Ayer me llamaron de un medio de comunicación escrito para saber mi opinión sobre el caso reciente de los percances laborales acontecidos en estos días muy recientes, en los que perdieron la vida dos operarios en una construcción que sufrió un derrumbe, así como de otra situación ocurrida en una explotación minera.
La verdad sea dicha, y lo que le contesté a la amable dama —a quien le agradezco la deferencia por tomar en cuenta mi visión— fue que no tenía ninguna reflexión que ofrecer, puesto que el tema de las muertes en el trabajo —la absurdez del dolor máximo provocado a las familias— es un tema que aquí no motiva a nadie, no le interesa a nadie; por lo cual, resulta sobrancero y necio expresar puntos de vista técnicos, a menos que quisiera uno complacerse en ser un opinador oportunista, de temas vanos, en los cuales, aparentemente, la sociedad en su conjunto ha tomado la decisión de ignorar y despreciar este tipo de tragedias, como singularidades y no como lo que son: una epidemia con costos sociales elevados, mucho más letal que cualquiera de las temidas plagas o pestes que asustan solamente desde las películas de ciencia ficción.
Sin la menor intención más que mostrar la doble moral de un aspecto que, a mi criterio, no vende ni tiene consecuencias más que una noticia puntual; diminuta en relación con los grandes hechos actuales que acontecen coyunturalmente; pienso que los argumentos éticos sobre la prevención de la muerte en el trabajo son aún materia por entender, por internalizar, por comprender, pero sobre todo, reflejan la carencia de una mínima empatía por el dolor ajeno, por amplios sectores de la economía, principalmente; por aquellos empresarios que aún tienen la visión del ser humano descartable, del se usa y se tira, del “untermensch” nazi, del sub-humano, de esa infame denominación pragmática que sitúa al semejante —diré a aquellos no afortunados o desventurados— en un plano de inferioridad no solamente económica, sino también, social; quienes son la carne de moler de ciertos procesos productivos irresponsables, los prescindibles, a los que supuestamente no hay que ponerle atención a su suerte.
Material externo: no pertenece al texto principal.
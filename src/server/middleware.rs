//! Request middleware: per-user rate limiting and panic recovery.

use std::any::Any;
use std::sync::Arc;

use axum::{
    body::Body,
    extract::{Query, Request, State},
    http::{header, StatusCode},
    middleware::Next,
    response::Response,
};
use serde::Deserialize;
use tower_http::catch_panic::ResponseForPanic;

use super::state::AppState;
use crate::error::Error;
use crate::metrics::Metrics;

#[derive(Debug, Deserialize)]
pub(super) struct RateLimitQuery {
    user_id: Option<String>,
}

/// Per-user request budget on the checkout/purchase routes, counted
/// in the fast tier. A limiter outage fails open: losing rate
/// limiting is preferable to blocking the sale.
pub(super) async fn rate_limit(
    State(state): State<AppState>,
    Query(query): Query<RateLimitQuery>,
    request: Request,
    next: Next,
) -> Result<Response, Error> {
    if let Some(user_id) = query.user_id.as_deref().filter(|id| !id.is_empty()) {
        match state.cache.rate_limit_hit(user_id).await {
            Ok(count) if count > state.config.sale.rate_limit_per_minute => {
                return Err(Error::RateLimited);
            }
            Ok(_) => {}
            Err(error) => {
                tracing::warn!(?error, "rate limiter unavailable");
            }
        }
    }

    Ok(next.run(request).await)
}

/// Converts an uncaught handler panic into a 500 and counts it.
#[derive(Clone)]
pub struct PanicResponder {
    metrics: Arc<Metrics>,
}

impl PanicResponder {
    #[must_use]
    pub fn new(metrics: Arc<Metrics>) -> Self {
        Self { metrics }
    }
}

impl ResponseForPanic for PanicResponder {
    type ResponseBody = Body;

    fn response_for_panic(
        &mut self,
        err: Box<dyn Any + Send + 'static>,
    ) -> axum::http::Response<Self::ResponseBody> {
        self.metrics.incr_panics();

        let detail = err
            .downcast_ref::<String>()
            .map(String::as_str)
            .or_else(|| err.downcast_ref::<&str>().copied())
            .unwrap_or("unknown panic payload");
        tracing::error!(panic = detail, "handler panicked");

        axum::http::Response::builder()
            .status(StatusCode::INTERNAL_SERVER_ERROR)
            .header(header::CONTENT_TYPE, "application/json")
            .body(Body::from(r#"{"error":"internal error"}"#))
            .expect("static panic response always builds")
    }
}
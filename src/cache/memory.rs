//! In-memory [`FastStore`] implementation.
//!
//! Backs the deterministic integration tests and local development
//! without a Redis instance. A single mutex around the whole state
//! gives `reserve` the same indivisibility the Lua script provides;
//! code TTLs are enforced at consumption time.

use std::collections::{HashMap, HashSet};
use std::sync::Mutex;
use std::time::{Duration, Instant};

use async_trait::async_trait;

use super::{FastStore, ReserveOutcome, RATE_LIMIT_WINDOW};
use crate::error::Result;
use crate::types::{CheckoutRecord, ShowcaseInfo};

#[derive(Default)]
struct SaleState {
    inventory: i64,
    user_purchases: HashMap<String, u32>,
    sold: HashSet<u32>,
    showcase: Option<ShowcaseInfo>,
}

struct StoredCode {
    record: CheckoutRecord,
    expires_at: Instant,
}

struct RateWindow {
    count: i64,
    started_at: Instant,
}

#[derive(Default)]
struct Inner {
    sales: HashMap<String, SaleState>,
    codes: HashMap<String, StoredCode>,
    rate_limits: HashMap<String, RateWindow>,
}

/// Mutex-guarded in-memory hot tier.
#[derive(Default)]
pub struct MemoryStore {
    inner: Mutex<Inner>,
}

impl MemoryStore {
    #[must_use]
    pub fn new() -> Self {
        Self::default()
    }

    /// Committed-purchase count for a user, for test assertions.
    #[must_use]
    pub fn user_purchases(&self, sale_id: &str, user_id: &str) -> u32 {
        let inner = self.inner.lock().expect("memory store lock poisoned");
        inner
            .sales
            .get(sale_id)
            .and_then(|sale| sale.user_purchases.get(user_id))
            .copied()
            .unwrap_or(0)
    }

    /// Whether the sold bit is set for a one-based sequence number.
    #[must_use]
    pub fn is_sold(&self, sale_id: &str, sequence: u32) -> bool {
        let inner = self.inner.lock().expect("memory store lock poisoned");
        inner
            .sales
            .get(sale_id)
            .is_some_and(|sale| sale.sold.contains(&sequence))
    }

    /// Number of unexpired codes currently outstanding.
    #[must_use]
    pub fn outstanding_codes(&self) -> usize {
        let inner = self.inner.lock().expect("memory store lock poisoned");
        let now = Instant::now();
        inner
            .codes
            .values()
            .filter(|code| code.expires_at > now)
            .count()
    }
}

#[async_trait]
impl FastStore for MemoryStore {
    async fn ping(&self) -> Result<()> {
        Ok(())
    }

    async fn init_sale(&self, sale_id: &str, total_items: i64) -> Result<()> {
        let mut inner = self.inner.lock().expect("memory store lock poisoned");
        inner.sales.insert(
            sale_id.to_string(),
            SaleState {
                inventory: total_items,
                ..SaleState::default()
            },
        );
        Ok(())
    }

    async fn reserve(
        &self,
        sale_id: &str,
        user_id: &str,
        max_per_user: u32,
    ) -> Result<ReserveOutcome> {
        let mut inner = self.inner.lock().expect("memory store lock poisoned");
        let sale = inner.sales.entry(sale_id.to_string()).or_default();

        let purchased = sale.user_purchases.get(user_id).copied().unwrap_or(0);
        if purchased >= max_per_user {
            return Ok(ReserveOutcome::UserLimitExceeded);
        }

        sale.inventory -= 1;
        if sale.inventory < 0 {
            sale.inventory += 1;
            return Ok(ReserveOutcome::SoldOut);
        }

        Ok(ReserveOutcome::Reserved)
    }

    async fn refund(&self, sale_id: &str) -> Result<()> {
        let mut inner = self.inner.lock().expect("memory store lock poisoned");
        inner.sales.entry(sale_id.to_string()).or_default().inventory += 1;
        Ok(())
    }

    async fn store_code(&self, code: &str, record: &CheckoutRecord, ttl: Duration) -> Result<()> {
        let mut inner = self.inner.lock().expect("memory store lock poisoned");
        inner.codes.insert(
            code.to_string(),
            StoredCode {
                record: record.clone(),
                expires_at: Instant::now() + ttl,
            },
        );
        Ok(())
    }

    async fn consume_code(&self, code: &str) -> Result<Option<CheckoutRecord>> {
        let mut inner = self.inner.lock().expect("memory store lock poisoned");
        match inner.codes.remove(code) {
            Some(stored) if stored.expires_at > Instant::now() => Ok(Some(stored.record)),
            _ => Ok(None),
        }
    }

    async fn inc_user(&self, sale_id: &str, user_id: &str) -> Result<()> {
        let mut inner = self.inner.lock().expect("memory store lock poisoned");
        let sale = inner.sales.entry(sale_id.to_string()).or_default();
        *sale.user_purchases.entry(user_id.to_string()).or_insert(0) += 1;
        Ok(())
    }

    async fn mark_sold(&self, sale_id: &str, sequence: u32) -> Result<()> {
        let mut inner = self.inner.lock().expect("memory store lock poisoned");
        inner
            .sales
            .entry(sale_id.to_string())
            .or_default()
            .sold
            .insert(sequence);
        Ok(())
    }

    async fn inventory(&self, sale_id: &str) -> Result<i64> {
        let inner = self.inner.lock().expect("memory store lock poisoned");
        Ok(inner.sales.get(sale_id).map_or(0, |sale| sale.inventory))
    }

    async fn set_showcase(&self, sale_id: &str, info: &ShowcaseInfo) -> Result<()> {
        let mut inner = self.inner.lock().expect("memory store lock poisoned");
        inner.sales.entry(sale_id.to_string()).or_default().showcase = Some(info.clone());
        Ok(())
    }

    async fn get_showcase(&self, sale_id: &str) -> Result<Option<ShowcaseInfo>> {
        let inner = self.inner.lock().expect("memory store lock poisoned");
        Ok(inner
            .sales
            .get(sale_id)
            .and_then(|sale| sale.showcase.clone()))
    }

    async fn rate_limit_hit(&self, user_id: &str) -> Result<i64> {
        let mut inner = self.inner.lock().expect("memory store lock poisoned");
        let now = Instant::now();
        let window = inner
            .rate_limits
            .entry(user_id.to_string())
            .or_insert(RateWindow {
                count: 0,
                started_at: now,
            });

        if now.duration_since(window.started_at) >= RATE_LIMIT_WINDOW {
            window.count = 0;
            window.started_at = now;
        }
        window.count += 1;
        Ok(window.count)
    }
}

#[cfg(test)]
mod tests {
    use super::*;
    use chrono::Utc;

    fn record(user: &str) -> CheckoutRecord {
        CheckoutRecord {
            user_id: user.to_string(),
            item_id: "sale_1_item_000001".to_string(),
            sale_id: "sale_1".to_string(),
            expires_at: Utc::now() + chrono::Duration::minutes(5),
        }
    }

    #[tokio::test]
    async fn reserve_decrements_until_sold_out() {
        let store = MemoryStore::new();
        store.init_sale("sale_1", 2).await.unwrap();

        assert_eq!(
            store.reserve("sale_1", "a", 10).await.unwrap(),
            ReserveOutcome::Reserved
        );
        assert_eq!(
            store.reserve("sale_1", "b", 10).await.unwrap(),
            ReserveOutcome::Reserved
        );
        assert_eq!(
            store.reserve("sale_1", "c", 10).await.unwrap(),
            ReserveOutcome::SoldOut
        );
        assert_eq!(store.inventory("sale_1").await.unwrap(), 0);
    }

    #[tokio::test]
    async fn reserve_rejects_user_at_cap() {
        let store = MemoryStore::new();
        store.init_sale("sale_1", 100).await.unwrap();

        store.inc_user("sale_1", "alice").await.unwrap();
        store.inc_user("sale_1", "alice").await.unwrap();

        assert_eq!(
            store.reserve("sale_1", "alice", 2).await.unwrap(),
            ReserveOutcome::UserLimitExceeded
        );
        // The rejected attempt must not touch inventory.
        assert_eq!(store.inventory("sale_1").await.unwrap(), 100);
    }

    #[tokio::test]
    async fn code_is_single_consumer() {
        let store = MemoryStore::new();
        store
            .store_code("abc", &record("alice"), Duration::from_secs(60))
            .await
            .unwrap();

        assert!(store.consume_code("abc").await.unwrap().is_some());
        assert!(store.consume_code("abc").await.unwrap().is_none());
    }

    #[tokio::test]
    async fn expired_code_is_not_consumable() {
        let store = MemoryStore::new();
        store
            .store_code("abc", &record("alice"), Duration::from_millis(10))
            .await
            .unwrap();

        tokio::time::sleep(Duration::from_millis(30)).await;
        assert!(store.consume_code("abc").await.unwrap().is_none());
    }

    #[tokio::test]
    async fn init_sale_resets_stale_state() {
        let store = MemoryStore::new();
        store.init_sale("sale_1", 5).await.unwrap();
        store.inc_user("sale_1", "alice").await.unwrap();
        store.mark_sold("sale_1", 3).await.unwrap();

        store.init_sale("sale_1", 5).await.unwrap();
        assert_eq!(store.user_purchases("sale_1", "alice"), 0);
        assert!(!store.is_sold("sale_1", 3));
    }

    #[tokio::test]
    async fn rate_limit_counts_within_window() {
        let store = MemoryStore::new();
        assert_eq!(store.rate_limit_hit("alice").await.unwrap(), 1);
        assert_eq!(store.rate_limit_hit("alice").await.unwrap(), 2);
        assert_eq!(store.rate_limit_hit("bob").await.unwrap(), 1);
    }
}
use std::collections::{HashMap, HashSet};
use std::sync::atomic::{AtomicBool, Ordering};
use std::sync::{Mutex, RwLock};

use futures::future::{BoxFuture, FutureExt};
use time::{Date, OffsetDateTime};
use uuid::Uuid;

use crate::booking::{
    Booking, BookingFilter, BookingStatistics, BookingStatus, NewBooking, PageRequest, Times,
};
use crate::catalog::{CatalogItem, CatalogRef, CatalogSummary, Id};
use crate::customer::{Customer, GuestCustomer, Role};
use crate::errors::BookingError;
use crate::money::Money;

#[derive(Default)]
struct State {
    catalog: HashMap<CatalogRef, CatalogItem>,
    customers: Vec<Customer>,
    bookings: Vec<(NewBooking, Times)>,
    admin_tokens: HashSet<Uuid>,
}

/// An in-memory stand-in for Postgres, with knobs for failure paths.
#[derive(Default)]
pub(crate) struct MockDb {
    state: RwLock<State>,
    fail_writes: AtomicBool,
    fail_reads: AtomicBool,
    miss_next_phone_lookup: AtomicBool,
    status_race: Mutex<Option<BookingStatus>>,
}

impl MockDb {
    pub fn new() -> Self {
        Default::default()
    }

    pub fn with_course(self, id: Id, name: &str, price_cents: i64) -> Self {
        self.with_item(CatalogRef::Course(id), name, price_cents, Some(6), true)
    }

    pub fn with_activity(self, id: Id, name: &str, price_cents: i64) -> Self {
        self.with_item(CatalogRef::Activity(id), name, price_cents, None, true)
    }

    pub fn with_item(
        self,
        reference: CatalogRef,
        name: &str,
        price_cents: i64,
        max_participants: Option<i32>,
        is_active: bool,
    ) -> Self {
        let item = CatalogItem::new(
            reference,
            name.to_owned(),
            Money::from_cents(price_cents).unwrap(),
            2,
            max_participants,
            is_active,
        );

        self.state.write().unwrap().catalog.insert(reference, item);

        self
    }

    /// Adds a registered customer and returns their ID.
    pub fn add_customer(&self, name: &str, phone: Option<&str>, email: &str) -> Uuid {
        let customer = Customer::new(
            Uuid::new_v4(),
            name.to_owned(),
            phone.map(str::to_owned),
            email.to_owned(),
            Role::Customer,
            OffsetDateTime::now_utc(),
        );
        let id = customer.id();

        self.state.write().unwrap().customers.push(customer);

        id
    }

    pub fn add_admin_token(&self) -> Uuid {
        let token = Uuid::new_v4();
        self.state.write().unwrap().admin_tokens.insert(token);

        token
    }

    pub fn customer(&self, id: Uuid) -> Option<Customer> {
        let state = self.state.read().unwrap();

        state.customers.iter().find(|c| c.id == id).cloned()
    }

    pub fn customer_count(&self) -> usize {
        self.state.read().unwrap().customers.len()
    }

    pub fn booking_count(&self) -> usize {
        self.state.read().unwrap().bookings.len()
    }

    pub fn stored_status(&self, id: Uuid) -> Option<BookingStatus> {
        let state = self.state.read().unwrap();

        state
            .bookings
            .iter()
            .find(|(b, _)| b.id == id)
            .map(|(b, _)| b.status)
    }

    /// Makes every write fail as if the database were unreachable.
    pub fn fail_writes(&self) {
        self.fail_writes.store(true, Ordering::SeqCst);
    }

    /// Makes booking reads fail as if the database were unreachable.
    pub fn fail_reads(&self) {
        self.fail_reads.store(true, Ordering::SeqCst);
    }

    /// Makes the next phone lookup miss, as if another request created the
    /// customer just after we looked.
    pub fn miss_next_phone_lookup(&self) {
        self.miss_next_phone_lookup.store(true, Ordering::SeqCst);
    }

    /// Makes the next compare-and-set see `status`, as if another request
    /// changed it first.
    pub fn race_next_status_change(&self, status: BookingStatus) {
        *self.status_race.lock().unwrap() = Some(status);
    }

    fn check_writable(&self) -> Result<(), BookingError> {
        check(&self.fail_writes)
    }

    fn check_readable(&self) -> Result<(), BookingError> {
        check(&self.fail_reads)
    }
}

fn check(failing: &AtomicBool) -> Result<(), BookingError> {
    if failing.load(Ordering::SeqCst) {
        Err(BookingError::Sqlx {
            source: sqlx::Error::PoolTimedOut,
        })
    } else {
        Ok(())
    }
}

fn join(state: &State, booking: &NewBooking, times: &Times) -> Option<Booking> {
    let customer = state.customers.iter().find(|c| c.id == booking.customer_id)?;
    let item = state.catalog.get(&booking.reference)?;

    Some(Booking {
        id: booking.id,
        customer: customer.summary(),
        item: CatalogSummary::new(booking.reference, item.name.clone()),
        date: booking.date,
        time: booking.time.clone(),
        participants: booking.participants,
        total_price: booking.total_price,
        status: booking.status,
        notes: booking.notes.clone(),
        times: times.clone(),
    })
}

fn find_joined(state: &State, id: Uuid) -> Option<Booking> {
    state
        .bookings
        .iter()
        .find(|(b, _)| b.id == id)
        .and_then(|(b, t)| join(state, b, t))
}

impl super::Catalog for MockDb {
    fn find_item(
        &self,
        reference: CatalogRef,
    ) -> BoxFuture<Result<Option<CatalogItem>, BookingError>> {
        async move { Ok(self.state.read().unwrap().catalog.get(&reference).cloned()) }.boxed()
    }
}

impl super::Customers for MockDb {
    fn find_by_phone(&self, phone: &str) -> BoxFuture<Result<Option<Customer>, BookingError>> {
        let phone = phone.to_owned();

        async move {
            if self.miss_next_phone_lookup.swap(false, Ordering::SeqCst) {
                return Ok(None);
            }

            let state = self.state.read().unwrap();

            Ok(state
                .customers
                .iter()
                .find(|c| c.phone.as_deref() == Some(phone.as_str()))
                .cloned())
        }
        .boxed()
    }

    fn create_if_absent(
        &self,
        guest: GuestCustomer,
    ) -> BoxFuture<Result<Option<Customer>, BookingError>> {
        async move {
            self.check_writable()?;

            let mut state = self.state.write().unwrap();

            if state
                .customers
                .iter()
                .any(|c| c.phone.as_deref() == Some(guest.phone.as_str()))
            {
                return Ok(None);
            }

            if state.customers.iter().any(|c| c.email == guest.email) {
                return Err(BookingError::EmailTaken(guest.email));
            }

            let customer = Customer::new(
                guest.id,
                guest.name,
                Some(guest.phone),
                guest.email,
                Role::Customer,
                OffsetDateTime::now_utc(),
            );
            state.customers.push(customer.clone());

            Ok(Some(customer))
        }
        .boxed()
    }
}

impl super::Bookings for MockDb {
    fn insert(&self, booking: NewBooking) -> BoxFuture<Result<Booking, BookingError>> {
        async move {
            self.check_writable()?;

            let mut state = self.state.write().unwrap();

            let now = OffsetDateTime::now_utc();
            let times = Times {
                created_at: now,
                updated_at: now,
            };

            let joined = join(&state, &booking, &times)
                .ok_or(BookingError::CatalogItemNotFound(booking.reference))?;
            state.bookings.push((booking, times));

            Ok(joined)
        }
        .boxed()
    }

    fn retrieve(&self, id: &Uuid) -> BoxFuture<Result<Option<Booking>, BookingError>> {
        let id = *id;

        async move {
            self.check_readable()?;

            Ok(find_joined(&self.state.read().unwrap(), id))
        }
        .boxed()
    }

    fn compare_and_set_status(
        &self,
        id: &Uuid,
        expected: BookingStatus,
        target: BookingStatus,
    ) -> BoxFuture<Result<Option<Booking>, BookingError>> {
        let id = *id;

        async move {
            self.check_writable()?;

            let race = self.status_race.lock().unwrap().take();
            let mut state = self.state.write().unwrap();

            let updated = match state.bookings.iter_mut().find(|(b, _)| b.id == id) {
                Some((booking, times)) => {
                    if let Some(status) = race {
                        booking.status = status;
                    }

                    if booking.status == expected {
                        booking.status = target;
                        times.updated_at = OffsetDateTime::now_utc();
                        true
                    } else {
                        false
                    }
                }
                None => false,
            };

            Ok(if updated {
                find_joined(&state, id)
            } else {
                None
            })
        }
        .boxed()
    }

    fn update_notes(
        &self,
        id: &Uuid,
        notes: Option<String>,
    ) -> BoxFuture<Result<Option<Booking>, BookingError>> {
        let id = *id;

        async move {
            self.check_writable()?;

            let mut state = self.state.write().unwrap();

            match state.bookings.iter_mut().find(|(b, _)| b.id == id) {
                Some((booking, times)) => {
                    booking.notes = notes;
                    times.updated_at = OffsetDateTime::now_utc();
                }
                None => return Ok(None),
            }

            Ok(find_joined(&state, id))
        }
        .boxed()
    }

    fn list(
        &self,
        filter: BookingFilter,
        page: PageRequest,
    ) -> BoxFuture<Result<(Vec<Booking>, i64), BookingError>> {
        async move {
            let state = self.state.read().unwrap();

            // newest first
            let matching: Vec<Booking> = state
                .bookings
                .iter()
                .rev()
                .filter_map(|(b, t)| join(&state, b, t))
                .filter(|b| filter.matches(b))
                .collect();

            let total = matching.len() as i64;
            let bookings = matching
                .into_iter()
                .skip(page.offset() as usize)
                .take(page.limit as usize)
                .collect();

            Ok((bookings, total))
        }
        .boxed()
    }

    fn delete(&self, id: &Uuid) -> BoxFuture<Result<(), BookingError>> {
        let id = *id;

        async move {
            self.check_writable()?;

            let mut state = self.state.write().unwrap();
            let before = state.bookings.len();
            state.bookings.retain(|(b, _)| b.id != id);

            if state.bookings.len() == before {
                Err(BookingError::BookingNotFound(id))
            } else {
                Ok(())
            }
        }
        .boxed()
    }

    fn statistics(&self, today: Date) -> BoxFuture<Result<BookingStatistics, BookingError>> {
        async move {
            let state = self.state.read().unwrap();
            let mut statistics = BookingStatistics::default();

            for (booking, _) in &state.bookings {
                statistics.total += 1;

                match booking.status {
                    BookingStatus::Pending => statistics.pending += 1,
                    BookingStatus::Confirmed => statistics.confirmed += 1,
                    BookingStatus::Cancelled => statistics.cancelled += 1,
                    BookingStatus::Completed => statistics.completed += 1,
                }

                if booking.date == today {
                    statistics.today += 1;
                }

                if matches!(
                    booking.status,
                    BookingStatus::Confirmed | BookingStatus::Completed
                ) {
                    statistics.revenue = statistics
                        .revenue
                        .checked_add(booking.total_price)
                        .unwrap_or(statistics.revenue);
                }
            }

            Ok(statistics)
        }
        .boxed()
    }
}

impl super::AdminTokens for MockDb {
    fn create_admin_token(&self, _label: Option<String>) -> BoxFuture<Result<Uuid, BookingError>> {
        async move { Ok(self.add_admin_token()) }.boxed()
    }

    fn is_admin_token(&self, token: &Uuid) -> BoxFuture<Result<bool, BookingError>> {
        let token = *token;

        async move { Ok(self.state.read().unwrap().admin_tokens.contains(&token)) }.boxed()
    }
}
La hipocresía, que como moneda de curso global, surge cuando ocurre aquello que no es dable a llamar accidente, esconde también ribetes surrealistas. Los aspectos en donde este medio de cambio muestra su mejor cara como la base transaccional moral del país, es cuando se habla de Responsabilidad Social Empresarial y de otros disparates, los cuales no se corresponden con las formas mínimas de realizar labores intrínsecamente peligrosas.
La hipocresía circula fluidamente como dinero en metálico cuando se trata de argumentar y de desviar las responsabilidades de múltiples actores por estas fallas de gestión empresarial.
Según la Organización Internacional del Trabajo (OIT), hay una muerte relacionada con el trabajo cada 15 segundos a nivel global; 2.3 millones de seres humanos anualmente, cuya ausencia es un multiplicador brutal que afecta las economías familiares, ya que todos los costos, sin excepción, son externalizados hacia los deudos. Las llamadas indemnizaciones, espurias y ofensivas, son otra cara de la moneda —un gesto más de la hipocresía global— en donde la vida se ha reducido a un bien transable y de poco valor.
Es importante saber que planetariamente —según la misma OIT— el número de víctimas por falta de medidas de seguridad en el trabajo, supera cualquier otra acumulación funesta, ya sean por las guerras, enfermedades y otras plagas, pero que por las cuales sí hay gente interesada por la danza de recursos captados, lo cual también es otra muestra de los hipócritas tiempos que corren.